New Report on the State of Operational Technology and Cybersecurity

By Rick Peters | June 11, 2021

Inside Operational Technology (OT) organizations, there is a general trend of Industrial Control cybersecurity responsibility shifting away from VP or director of network engineering to CISOs and CIOs, according to the Fortinet 2021 State of Operational Technology and Cybersecurity Report. Today, CISOs face an increase in potential security risks with the increased digital connectivity of IT and OT network infrastructure. Absent implementation of OT cybersecurity best practices, critical ICS and SCADA systems can be vulnerable to cyberattacks that could result in significant financial losses and possibly compromise the safety of citizens and national security. 

For the report, Fortinet conducted a survey of organizations in critical industries with greater than 2,500 employees. We surveyed plant and manufacturing operations leaders in:

OT and Cybersecuirty Report

The report reveals  that security risks continue to be high in companies that are charged with protecting OT environments, holding steady from 2020. Nine out of 10 organizations experienced at least one intrusion in the past year, which is almost identical to the results of last year’s survey. Even though the pandemic drove rapid innovation to accommodate a pivot to remote work, a 90% rate of intrusion represents a significant problem that should concern CISOs and other OT leaders.

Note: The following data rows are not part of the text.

#[cfg(test)]
mod tests {
    use super::*;
    use crate::mapping::PaddingStrategy;
    use crate::store::{TagId, TagSpec};
    use crate::value::DataType;
    use serde_json::json;

    fn attrs(data_type: ModbusType) -> ModbusAttrs {
        ModbusAttrs::new(40001, data_type)
    }

    #[test]
    fn float32_big_endian_register_pair() {
        let registers = encode_registers(&TagValue::Float(1.0), &attrs(ModbusType::Float32)).unwrap();
        assert_eq!(registers, vec![0x3F80, 0x0000]);

        let registers = encode_registers(&TagValue::Float(23.5), &attrs(ModbusType::Float32)).unwrap();
        assert_eq!(registers, vec![0x41BC, 0x0000]);
    }

    #[test]
    fn float32_little_endianness_swaps_words() {
        let mut a = attrs(ModbusType::Float32);
        a.endianness = Endianness::Little;
        let registers = encode_registers(&TagValue::Float(1.0), &a).unwrap();
        assert_eq!(registers, vec![0x0000, 0x3F80]);
    }

    #[test]
    fn scaling_applies_before_encoding() {
        let mut a = attrs(ModbusType::Int16);
        a.scaling_factor = 10.0;
        let registers = encode_registers(&TagValue::Float(23.5), &a).unwrap();
        assert_eq!(registers, vec![235]);
    }

    #[test]
    fn int_encodings() {
        let registers =
            encode_registers(&TagValue::Int(-2), &attrs(ModbusType::Int16)).unwrap();
        assert_eq!(registers, vec![0xFFFE]);

        let registers =
            encode_registers(&TagValue::Int(0x0102_0304), &attrs(ModbusType::Int32)).unwrap();
        assert_eq!(registers, vec![0x0102, 0x0304]);

        let mut a = attrs(ModbusType::Uint32);
        a.endianness = Endianness::Little;
        let registers = encode_registers(&TagValue::Int(0x0102_0304), &a).unwrap();
        assert_eq!(registers, vec![0x0304, 0x0102]);
    }

    #[test]
    fn strings_pack_two_ascii_bytes_per_register() {
        let registers =
            encode_registers(&TagValue::Str("AB".into()), &attrs(ModbusType::String8)).unwrap();
        assert_eq!(registers, vec![0x4142, 0, 0, 0]);
        assert!(encode_registers(&TagValue::Str("°C".into()), &attrs(ModbusType::String8)).is_err());
    }

    #[test]
    fn bools_become_zero_or_one() {
        assert_eq!(
            encode_registers(&TagValue::Bool(true), &attrs(ModbusType::Bool)).unwrap(),
            vec![1]
        );
        assert_eq!(
            encode_registers(&TagValue::Bool(false), &attrs(ModbusType::Bool)).unwrap(),
            vec![0]
        );
    }

    #[test]
    fn non_numeric_values_error_and_publisher_zeroes_them() {
        let err = encode_registers(&TagValue::Str("abc".into()), &attrs(ModbusType::Float32));
        assert!(err.is_err());

        let store = DataStore::new();
        store
            .register(&TagSpec::new("txt", DataType::String).address(43001))
            .unwrap();
        store.write("txt", json!("abc"));
        let mapping = ModbusMapping::new();
        mapping
            .set(
                TagId::from("x"),
                "txt",
                ModbusAttrs::new(40001, ModbusType::Float32),
            )
            .unwrap();

        let bank = Mutex::new(RegisterBank::default());
        publish_tick(&store, &mapping, &bank);
        assert_eq!(bank.lock().read(40001, 2).unwrap(), &[0, 0]);
    }

    #[test]
    fn publish_then_read_over_mbap() {
        let store = DataStore::new();
        store
            .register(&TagSpec::new("temp", DataType::Float).address(40001))
            .unwrap();
        store.write("temp", json!(23.5));

        let mapping = ModbusMapping::new();
        let ids = vec![store.ensure_id("temp")];
        crate::mapping::modbus::auto_generate(
            &store,
            &mapping,
            &ids,
            40001,
            PaddingStrategy::DataType,
        );

        let bank = Mutex::new(RegisterBank::default());
        publish_tick(&store, &mapping, &bank);

        // FC3 read of two registers at 40001.
        let pdu = [3u8, 0x9C, 0x41, 0x00, 0x02];
        let response = respond(7, 1, &pdu, &bank.lock());
        assert_eq!(&response[..7], &[0x00, 0x07, 0x00, 0x00, 0x00, 0x07, 0x01]);
        assert_eq!(&response[7..], &[0x03, 0x04, 0x41, 0xBC, 0x00, 0x00]);
    }

    #[test]
    fn bad_requests_get_exceptions() {
        let bank = RegisterBank::default();
        // Unsupported function code.
        let response = respond(1, 1, &[0x10, 0, 0], &bank);
        assert_eq!(&response[7..], &[0x90, EX_ILLEGAL_FUNCTION]);
        // Read past the end of the register space.
        let response = respond(1, 1, &[3, 0xFF, 0xFF, 0x00, 0x02], &bank);
        assert_eq!(&response[7..], &[0x83, EX_ILLEGAL_ADDRESS]);
        // Zero-count read.
        let response = respond(1, 1, &[4, 0x00, 0x00, 0x00, 0x00], &bank);
        assert_eq!(&response[7..], &[0x84, EX_ILLEGAL_VALUE]);
    }
}
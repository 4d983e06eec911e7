//! Flat text files consumed and produced by the pipeline.

use crate::models::Subnet;
use std::error::Error;
use std::io::Write;
use std::net::Ipv4Addr;

/// Write subnets one `addr/prefix` per line, in the given order.
///
/// The address is whatever the [`Subnet`] carries: unmasked originals for
/// the "remaining" file, masked network addresses for the "deleted" file.
pub fn write_subnet_lines(path: &str, subnets: &[Subnet]) -> Result<(), Box<dyn Error>> {
    let mut file = std::fs::File::create(path)
        .map_err(|e| format!("Error creating output file {path}: {e}"))?;
    for subnet in subnets {
        writeln!(file, "{}", subnet)?;
    }
    log::info!("# Wrote {} lines to {}", subnets.len(), path);
    Ok(())
}

/// Read one address-or-subnet token per line, whitespace-trimmed.
///
/// Lines that are blank after trimming are dropped here; tokens that fail
/// to parse are left to the verifier to classify.
pub fn read_token_lines(path: &str) -> Result<Vec<String>, Box<dyn Error>> {
    let contents = std::fs::read_to_string(path)
        .map_err(|e| format!("Error reading token file {path}: {e}"))?;
    Ok(contents
        .lines()
        .map(str::trim)
        .filter(|line| !line.is_empty())
        .map(str::to_string)
        .collect())
}

/// Read `startIP,endIP` rows, one per line, whitespace-trimmed.
///
/// Blank lines are dropped; a malformed row or address is an error, as a
/// range file is expected to be machine-written rather than free text.
pub fn read_range_lines(path: &str) -> Result<Vec<(Ipv4Addr, Ipv4Addr)>, Box<dyn Error>> {
    let contents = std::fs::read_to_string(path)
        .map_err(|e| format!("Error reading range file {path}: {e}"))?;
    let mut ranges = Vec::new();
    for line in contents.lines().map(str::trim).filter(|l| !l.is_empty()) {
        let parts: Vec<&str> = line.split(',').map(str::trim).collect();
        if parts.len() != 2 {
            return Err(format!("Invalid range row: {line}").into());
        }
        let start: Ipv4Addr = parts[0]
            .parse()
            .map_err(|_| format!("Invalid address {}", parts[0]))?;
        let end: Ipv4Addr = parts[1]
            .parse()
            .map_err(|_| format!("Invalid address {}", parts[1]))?;
        ranges.push((start, end));
    }
    Ok(ranges)
}
//! CIDR subnet model and netmask utilities.
//!
//! Provides [`Subnet`] for representing one CIDR entry located in text,
//! along with netmask helpers used at output-serialization time.

use std::error::Error;
use std::net::Ipv4Addr;

/// Maximum length for an IPv4 prefix (32 bits).
pub const MAX_LENGTH: u8 = 32;

/// Convert a CIDR prefix length to a dotted-quad netmask.
///
/// # Examples
/// ```
/// use subnet_mask_compare::models::cidr_to_netmask;
/// assert_eq!(cidr_to_netmask(24).unwrap().to_string(), "255.255.255.0");
/// ```
pub fn cidr_to_netmask(prefix: u8) -> Result<Ipv4Addr, Box<dyn Error>> {
    if prefix > MAX_LENGTH {
        Err("Network length is too long".into())
    } else {
        let right_len = MAX_LENGTH - prefix;
        let all_bits = u32::MAX as u64;

        let mask = (all_bits >> right_len) << right_len;

        Ok(Ipv4Addr::from(mask as u32))
    }
}

/// AND an address with the netmask of the given prefix length.
///
/// Idempotent: masking an already-masked address is a no-op.
pub fn mask_addr(addr: Ipv4Addr, prefix: u8) -> Result<Ipv4Addr, Box<dyn Error>> {
    let netmask = cidr_to_netmask(prefix)?;
    Ok(Ipv4Addr::from(u32::from(addr) & u32::from(netmask)))
}

/// The top `prefix` bits of an address as a '0'/'1' string.
///
/// The 32-bit field is truncated, not AND-masked: bits beyond `prefix` are
/// simply absent, so host bits never take part in comparisons.
pub fn network_bits(addr: Ipv4Addr, prefix: u8) -> Result<String, Box<dyn Error>> {
    if prefix > MAX_LENGTH {
        Err("Network length is too long".into())
    } else {
        let full = format!("{:032b}", u32::from(addr));
        Ok(full[..prefix as usize].to_string())
    }
}

/// The minimal CIDR block spanning the range `start..=end`.
///
/// The XOR of the two addresses has a set bit at every position where they
/// differ, so the prefix covers exactly the bits above the highest
/// differing one. The range does not need to align to a block boundary;
/// the returned block is the smallest one containing both ends, with
/// `start` kept unmasked.
pub fn range_to_cidr(start: Ipv4Addr, end: Ipv4Addr) -> Result<(Ipv4Addr, u8), Box<dyn Error>> {
    if u32::from(start) > u32::from(end) {
        return Err(format!("Range start {start} is after end {end}").into());
    }
    let xor = u32::from(start) ^ u32::from(end);
    let prefix = xor.leading_zeros() as u8;
    Ok((start, prefix))
}

/// One CIDR entry located in the input text.
///
/// Immutable after parsing; downstream passes only classify and
/// re-serialize it.
#[derive(Debug, Clone, PartialEq, Eq)]
pub struct Subnet {
    /// The parsed address, octets packed big-endian.
    pub addr: Ipv4Addr,
    /// The prefix length (0-32).
    pub prefix: u8,
    /// The top `prefix` bits of `addr` as a bit string.
    pub bits: String,
    /// Original matched token, retained for output fidelity.
    pub text: String,
}

impl Subnet {
    /// Create a new [`Subnet`] from a CIDR token (e.g., "10.0.0.0/24").
    ///
    /// Any octet outside [0, 255] or a prefix above 32 is a parse failure,
    /// never a silent default.
    pub fn new(token: &str) -> Result<Subnet, Box<dyn Error>> {
        let token = token.trim();
        let parts: Vec<&str> = token.split('/').collect();
        if parts.len() != 2 {
            return Err(format!("Invalid address/prefix: {}", token).into());
        }
        let addr: Ipv4Addr = parts[0]
            .parse()
            .map_err(|_| format!("Invalid address {}", parts[0]))?;
        let prefix: u8 = parts[1]
            .parse()
            .map_err(|_| format!("Invalid prefix {}", parts[1]))?;
        if prefix > MAX_LENGTH {
            return Err("Network length is too long".into());
        }
        Ok(Subnet {
            addr,
            prefix,
            bits: network_bits(addr, prefix)?,
            text: token.to_string(),
        })
    }

    /// This subnet with host bits cleared, used for the "deleted" output.
    pub fn masked(&self) -> Result<Subnet, Box<dyn Error>> {
        let addr = mask_addr(self.addr, self.prefix)?;
        Ok(Subnet {
            addr,
            prefix: self.prefix,
            bits: self.bits.clone(),
            text: self.text.clone(),
        })
    }
}

impl std::fmt::Display for Subnet {
    fn fmt(&self, f: &mut std::fmt::Formatter) -> std::fmt::Result {
        write!(f, "{}/{}", self.addr, self.prefix)
    }
}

CISOs also should take particular notice of the significant growth in phishing attacks. A startling 58% reported this type of intrusion, up from 43% last year. The increase in phishing stems from attackers exploiting weaknesses related to the rapid changes to accommodate execution of remote work that occurred at the beginning of 2020. Insider breaches are also on the rise at 42%, which is up from 18% last year. CISOs should consider increasing employee awareness and training and boosting their data protection strategies or solutions.

Operational Technology Key Takeaways

Although not exactly cheerful news, the results are not as bad as they could be considering the fact that organizations were confronting a global pandemic and all the rapid innovation that entailed managing greater risk in networking and security. Not surprisingly, some organizations performed better due to exhibiting unique OT security business attributes. Choosing to repeat a valuable prior analysis, we compared the survey responses from two subsets—our “top-tier” and “bottom-tier” respondents. This analysis identified a number of best practices that top-tier OT leaders were more likely to employ. When compared with bottom-tier organizations, top-tier organizations demonstrated the following:

  • Are more likely to use orchestration and automation and have security tracking and reporting in place.
  • Are more likely to have 100% centralized visibility in their security operations center.
  • Were more prepared, earlier, to accommodate work from home driven by the pandemic.

If nothing else, the past year has reflected how important it is for organizations to continue proportional investment in security. Since OT networks are rarely air gapped completely from IT networks and connections to the internet, OT systems are arguably more vulnerable. They face increasing risks from IT-born and internet-born attacks. When we consider rapid pandemic driven innovation and the increase in insider threats, we can conclude that OT organizations will need to continue to work to establish zero-trust access for remote users and focus on security awareness and training throughout the organization.